May 06,2014 by Michael Bruemmer

Fraud prevention through device intelligence

As we discussed in our earlier Heartbleed post, there are several new vulnerabilities online and in the mobile space increasing the challenges that security professionals face. Fraud education is a necessity for companies to help mitigate future fraud occurrences and another critical component when assessing online and mobile fraud is device intelligence. In order to be fraud-ready, there are three areas within device intelligence that companies must understand and address: device recognition, device configuration and device behavior. Device recognition Online situational awareness starts with device recognition. In fraudulent activity there are no human users on online sites, only devices claiming to represent them. Companies need to be able to detect high-risk fraud events. A number of analytical capabilities are built on top of device recognition: Tracking the device’s history with the user and evaluating its trust level. ​Tracking the device across multiple users and evaluating whether the device is impersonating them. Maintaining a list of devices previously associated with confirmed fraud. Correlation of seemingly unrelated frauds to a common fraud ring and profiling its method of operation. Device configuration The next level of situational awareness is built around the ability to evaluate a device’s configuration in order to identify fraudulent access attempts. This analysis should include the following capabilities: Make sure the configuration is compatible with the user it claims to represent. Check out internal inconsistencies suggesting an attempt to deceive.

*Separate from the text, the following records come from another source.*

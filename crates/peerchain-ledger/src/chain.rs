use peerchain_types::{Block, BlockHash, BlockStub, ChainPointer};

use crate::error::ChainError;

/// Confirmed head of a chain plus the most recently announced tip.
///
/// The tip never trails the head. A canonical chain keeps them equal; a fork
/// candidate's tip runs ahead until its lineage is verified.
#[derive(Clone, Debug, PartialEq, Eq)]
pub struct Chain {
    head: ChainPointer,
    tip: ChainPointer,
}

impl Chain {
    /// An uninitialized chain at the origin.
    pub fn new() -> Self {
        Self::from_pointer(ChainPointer::origin())
    }

    pub fn from_pointer(pointer: ChainPointer) -> Self {
        Self {
            head: pointer,
            tip: pointer,
        }
    }

    pub fn is_initialized(&self) -> bool {
        !self.head.is_origin()
    }

    pub fn head(&self) -> ChainPointer {
        self.head
    }

    /// The announced tip.
    pub fn tip_pointer(&self) -> ChainPointer {
        self.tip
    }

    pub fn index(&self) -> Option<u64> {
        self.head.index
    }

    pub fn hash(&self) -> BlockHash {
        self.head.hash
    }

    /// Record an announced tip at or above the confirmed head.
    pub fn tip(&mut self, block: &Block) -> Result<(), ChainError> {
        if self.head.index > Some(block.index()) {
            return Err(ChainError::TipBehind {
                tip: block.index(),
                head: self.head,
            });
        }
        self.tip = ChainPointer::of(block);
        Ok(())
    }

    /// Create the genesis block on an uninitialized chain.
    pub fn init(&mut self, data: impl Into<Vec<u8>>) -> Result<Block, ChainError> {
        if self.is_initialized() {
            return Err(ChainError::AlreadyInitialized(self.head));
        }
        Ok(self.append_data(data))
    }

    /// Hash `data` into the next block and confirm it.
    pub fn append_data(&mut self, data: impl Into<Vec<u8>>) -> Block {
        let block = BlockStub::new(self.head.next_index(), self.head.hash).update(data);
        self.advance(&block);
        block
    }

    /// Confirm a pre-built block that must extend the head exactly.
    pub fn append_block(&mut self, block: Block) -> Result<Block, ChainError> {
        let expected = self.head.next_index();
        if block.index() != expected {
            return Err(ChainError::InvalidIndex {
                expected,
                actual: block.index(),
            });
        }
        if block.prev_hash() != self.head.hash {
            return Err(ChainError::InvalidPrevHash {
                expected: self.head.hash,
                actual: block.prev_hash(),
            });
        }
        self.advance(&block);
        Ok(block)
    }

    fn advance(&mut self, block: &Block) {
        self.head = ChainPointer::of(block);
        if self.tip.is_below(block.index()) {
            self.tip = self.head;
        }
    }

    /// Move the head to the predecessor of `block`.
    pub(crate) fn step_back(&mut self, block: &Block) {
        self.head = ChainPointer::parent_of(block);
    }

    /// Confirm the announced tip.
    pub(crate) fn confirm_tip(&mut self) {
        self.head = self.tip;
    }
}

impl Default for Chain {
    fn default() -> Self {
        Self::new()
    }
}

#[cfg(test)]
mod tests {
    use super::*;

    fn initialized() -> (Chain, Block) {
        let mut chain = Chain::new();
        let genesis = chain.init("").unwrap();
        (chain, genesis)
    }

    #[test]
    fn new_chain_is_uninitialized() {
        let chain = Chain::new();
        assert!(!chain.is_initialized());
        assert_eq!(chain.index(), None);
        assert!(chain.hash().is_zero());
    }

    #[test]
    fn init_creates_genesis() {
        let (chain, genesis) = initialized();
        assert!(chain.is_initialized());
        assert_eq!(genesis.index(), 0);
        assert!(genesis.prev_hash().is_zero());
        assert_eq!(chain.head(), ChainPointer::of(&genesis));
        assert_eq!(chain.tip_pointer(), chain.head());
    }

    #[test]
    fn init_twice_fails() {
        let (mut chain, genesis) = initialized();
        assert_eq!(
            chain.init(""),
            Err(ChainError::AlreadyInitialized(ChainPointer::of(&genesis)))
        );
    }

    #[test]
    fn append_data_links_to_head() {
        let (mut chain, genesis) = initialized();
        let block = chain.append_data("foo");
        assert_eq!(block.index(), 1);
        assert_eq!(block.prev_hash(), genesis.hash());
        assert_eq!(block.hash(), Block::compute_hash(1, &genesis.hash(), b"foo"));
        assert_eq!(chain.head(), ChainPointer::of(&block));
        assert_eq!(chain.tip_pointer(), chain.head());
    }

    #[test]
    fn append_block_accepts_successor() {
        let (mut chain, genesis) = initialized();
        let next = Block::new(1, genesis.hash(), "foo");
        chain.append_block(next.clone()).unwrap();
        assert_eq!(chain.hash(), next.hash());
    }

    #[test]
    fn append_block_rejects_wrong_index() {
        let (mut chain, genesis) = initialized();
        let err = chain
            .append_block(Block::new(2, genesis.hash(), "foo"))
            .unwrap_err();
        assert_eq!(err, ChainError::InvalidIndex { expected: 1, actual: 2 });
        assert_eq!(chain.head(), ChainPointer::of(&genesis));
    }

    #[test]
    fn append_block_rejects_wrong_prev_hash() {
        let (mut chain, genesis) = initialized();
        let other = BlockHash::digest(b"other");
        let err = chain.append_block(Block::new(1, other, "foo")).unwrap_err();
        assert_eq!(
            err,
            ChainError::InvalidPrevHash {
                expected: genesis.hash(),
                actual: other
            }
        );
    }

    #[test]
    fn tip_may_run_ahead_but_not_behind() {
        let (mut chain, genesis) = initialized();
        chain.append_data("a");
        let ahead = Block::new(5, BlockHash::digest(b"x"), "far");
        chain.tip(&ahead).unwrap();
        assert_eq!(chain.tip_pointer(), ChainPointer::of(&ahead));
        assert_eq!(chain.index(), Some(1));

        let err = chain.tip(&genesis).unwrap_err();
        assert!(matches!(err, ChainError::TipBehind { tip: 0, .. }));
    }

    #[test]
    fn append_past_tip_moves_tip() {
        let (mut chain, _) = initialized();
        let b1 = chain.append_data("a");
        let b2 = chain.append_data("b");
        assert_eq!(chain.tip_pointer(), ChainPointer::of(&b2));
        assert_ne!(chain.tip_pointer(), ChainPointer::of(&b1));
    }

    #[test]
    fn same_data_same_history_same_hash() {
        let (mut a, _) = initialized();
        let (mut b, _) = initialized();
        a.append_data("foo");
        b.append_data("foo");
        assert_eq!(a.head(), b.head());
        a.append_data("bar");
        b.append_data("baz");
        assert_ne!(a.hash(), b.hash());
    }
}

Review whether there any indications of malware present. Device behavior Finally, online situational awareness should include robust capabilities for profiling a device’s behavior both within individual accounts and across multiple users: Validate that the device focus is not on activity types often associated with fraud staging. Confirm that the timing of the activities do not seem designed to avoid detection rules. By proactively managing online channel risk and combining device recognition with a powerful risk engine, organizations can uncover and prevent future fraud trends and potential attacks. Learn more about Experian fraud intelligence products and services from 41st Parameter, a part of Experian.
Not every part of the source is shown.